[REQUIREMENT]
Copy all lines containing the string "when" from the records below.

::: EXTRACTED DATA

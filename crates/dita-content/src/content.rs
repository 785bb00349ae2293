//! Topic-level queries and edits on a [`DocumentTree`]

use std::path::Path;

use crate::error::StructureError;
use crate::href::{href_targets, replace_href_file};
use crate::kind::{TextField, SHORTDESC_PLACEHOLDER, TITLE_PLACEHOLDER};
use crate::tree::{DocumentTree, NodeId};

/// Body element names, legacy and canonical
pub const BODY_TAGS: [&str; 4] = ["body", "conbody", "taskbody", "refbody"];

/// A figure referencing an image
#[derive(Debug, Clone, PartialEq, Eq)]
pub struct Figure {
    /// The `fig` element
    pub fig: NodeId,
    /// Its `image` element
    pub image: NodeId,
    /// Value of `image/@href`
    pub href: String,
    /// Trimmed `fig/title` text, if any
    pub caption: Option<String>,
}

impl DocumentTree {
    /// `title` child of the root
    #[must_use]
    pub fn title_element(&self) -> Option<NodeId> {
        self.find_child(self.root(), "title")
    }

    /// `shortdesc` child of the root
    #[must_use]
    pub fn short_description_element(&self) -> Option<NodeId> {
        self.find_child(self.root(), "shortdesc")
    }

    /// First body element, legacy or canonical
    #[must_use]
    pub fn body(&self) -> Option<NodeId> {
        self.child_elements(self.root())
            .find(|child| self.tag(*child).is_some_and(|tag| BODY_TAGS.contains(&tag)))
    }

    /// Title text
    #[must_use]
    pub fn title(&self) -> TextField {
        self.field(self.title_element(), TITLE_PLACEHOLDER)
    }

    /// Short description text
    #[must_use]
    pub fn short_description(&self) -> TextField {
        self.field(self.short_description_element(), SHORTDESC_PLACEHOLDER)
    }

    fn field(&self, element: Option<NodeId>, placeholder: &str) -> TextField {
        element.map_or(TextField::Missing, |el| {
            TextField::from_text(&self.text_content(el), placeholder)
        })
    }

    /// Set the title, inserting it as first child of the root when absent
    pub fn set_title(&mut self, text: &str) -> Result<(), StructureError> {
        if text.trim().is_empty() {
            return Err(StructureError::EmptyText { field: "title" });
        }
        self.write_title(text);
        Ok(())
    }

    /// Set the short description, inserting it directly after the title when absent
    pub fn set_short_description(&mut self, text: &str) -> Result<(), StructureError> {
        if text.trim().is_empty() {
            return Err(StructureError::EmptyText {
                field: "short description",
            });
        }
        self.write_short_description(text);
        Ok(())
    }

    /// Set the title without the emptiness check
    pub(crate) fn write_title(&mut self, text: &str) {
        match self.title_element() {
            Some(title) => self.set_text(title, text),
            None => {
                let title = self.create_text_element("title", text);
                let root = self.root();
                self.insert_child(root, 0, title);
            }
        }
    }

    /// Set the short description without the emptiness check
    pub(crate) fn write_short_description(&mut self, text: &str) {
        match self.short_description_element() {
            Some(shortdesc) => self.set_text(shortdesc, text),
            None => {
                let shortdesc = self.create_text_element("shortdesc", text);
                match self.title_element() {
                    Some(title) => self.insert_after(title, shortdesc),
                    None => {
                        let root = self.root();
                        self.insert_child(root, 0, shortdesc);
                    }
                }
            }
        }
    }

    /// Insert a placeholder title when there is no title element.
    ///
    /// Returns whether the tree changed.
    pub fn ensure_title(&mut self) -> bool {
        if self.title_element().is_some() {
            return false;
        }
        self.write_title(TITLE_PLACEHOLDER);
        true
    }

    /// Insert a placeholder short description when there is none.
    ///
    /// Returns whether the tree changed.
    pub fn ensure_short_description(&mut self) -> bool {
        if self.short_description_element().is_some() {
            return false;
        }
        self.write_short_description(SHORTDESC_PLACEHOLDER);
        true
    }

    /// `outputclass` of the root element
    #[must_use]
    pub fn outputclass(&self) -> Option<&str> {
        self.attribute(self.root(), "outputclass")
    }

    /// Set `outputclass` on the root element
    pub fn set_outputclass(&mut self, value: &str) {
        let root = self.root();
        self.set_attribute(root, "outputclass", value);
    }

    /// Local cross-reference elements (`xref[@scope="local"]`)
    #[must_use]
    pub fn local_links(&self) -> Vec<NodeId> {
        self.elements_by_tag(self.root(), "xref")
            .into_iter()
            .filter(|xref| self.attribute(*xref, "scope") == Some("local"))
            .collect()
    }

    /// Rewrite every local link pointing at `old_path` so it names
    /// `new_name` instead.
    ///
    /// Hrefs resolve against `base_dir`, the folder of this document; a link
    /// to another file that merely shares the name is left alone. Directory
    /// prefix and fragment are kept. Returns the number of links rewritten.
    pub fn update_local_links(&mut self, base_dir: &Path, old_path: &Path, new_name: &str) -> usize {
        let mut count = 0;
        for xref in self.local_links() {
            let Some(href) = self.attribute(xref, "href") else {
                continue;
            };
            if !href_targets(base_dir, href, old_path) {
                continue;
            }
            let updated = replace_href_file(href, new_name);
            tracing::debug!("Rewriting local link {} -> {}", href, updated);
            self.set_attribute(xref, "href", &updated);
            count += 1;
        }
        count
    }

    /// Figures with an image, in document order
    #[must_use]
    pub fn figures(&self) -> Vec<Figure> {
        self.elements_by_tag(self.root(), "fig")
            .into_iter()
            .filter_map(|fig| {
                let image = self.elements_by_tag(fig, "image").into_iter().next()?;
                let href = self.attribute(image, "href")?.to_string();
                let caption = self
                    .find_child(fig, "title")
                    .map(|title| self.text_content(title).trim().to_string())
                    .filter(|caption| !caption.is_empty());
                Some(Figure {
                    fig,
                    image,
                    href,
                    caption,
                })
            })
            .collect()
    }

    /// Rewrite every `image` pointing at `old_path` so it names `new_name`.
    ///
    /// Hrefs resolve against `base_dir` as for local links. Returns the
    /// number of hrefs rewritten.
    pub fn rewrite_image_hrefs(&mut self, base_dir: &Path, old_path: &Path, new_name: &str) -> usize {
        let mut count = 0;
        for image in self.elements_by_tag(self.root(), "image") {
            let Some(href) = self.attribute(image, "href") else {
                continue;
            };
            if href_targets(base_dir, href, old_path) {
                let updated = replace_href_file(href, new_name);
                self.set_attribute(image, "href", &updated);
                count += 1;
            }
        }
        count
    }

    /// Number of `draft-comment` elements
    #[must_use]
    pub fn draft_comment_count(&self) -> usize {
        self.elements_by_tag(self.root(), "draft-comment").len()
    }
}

::::::

[EXERCISE RESULT]
    /// Set the title, inserting it as first child of the root when absent
    /// Set the short description, inserting it directly after the title when absent
    /// Insert a placeholder title when there is no title element.
    /// Insert a placeholder short description when there is none.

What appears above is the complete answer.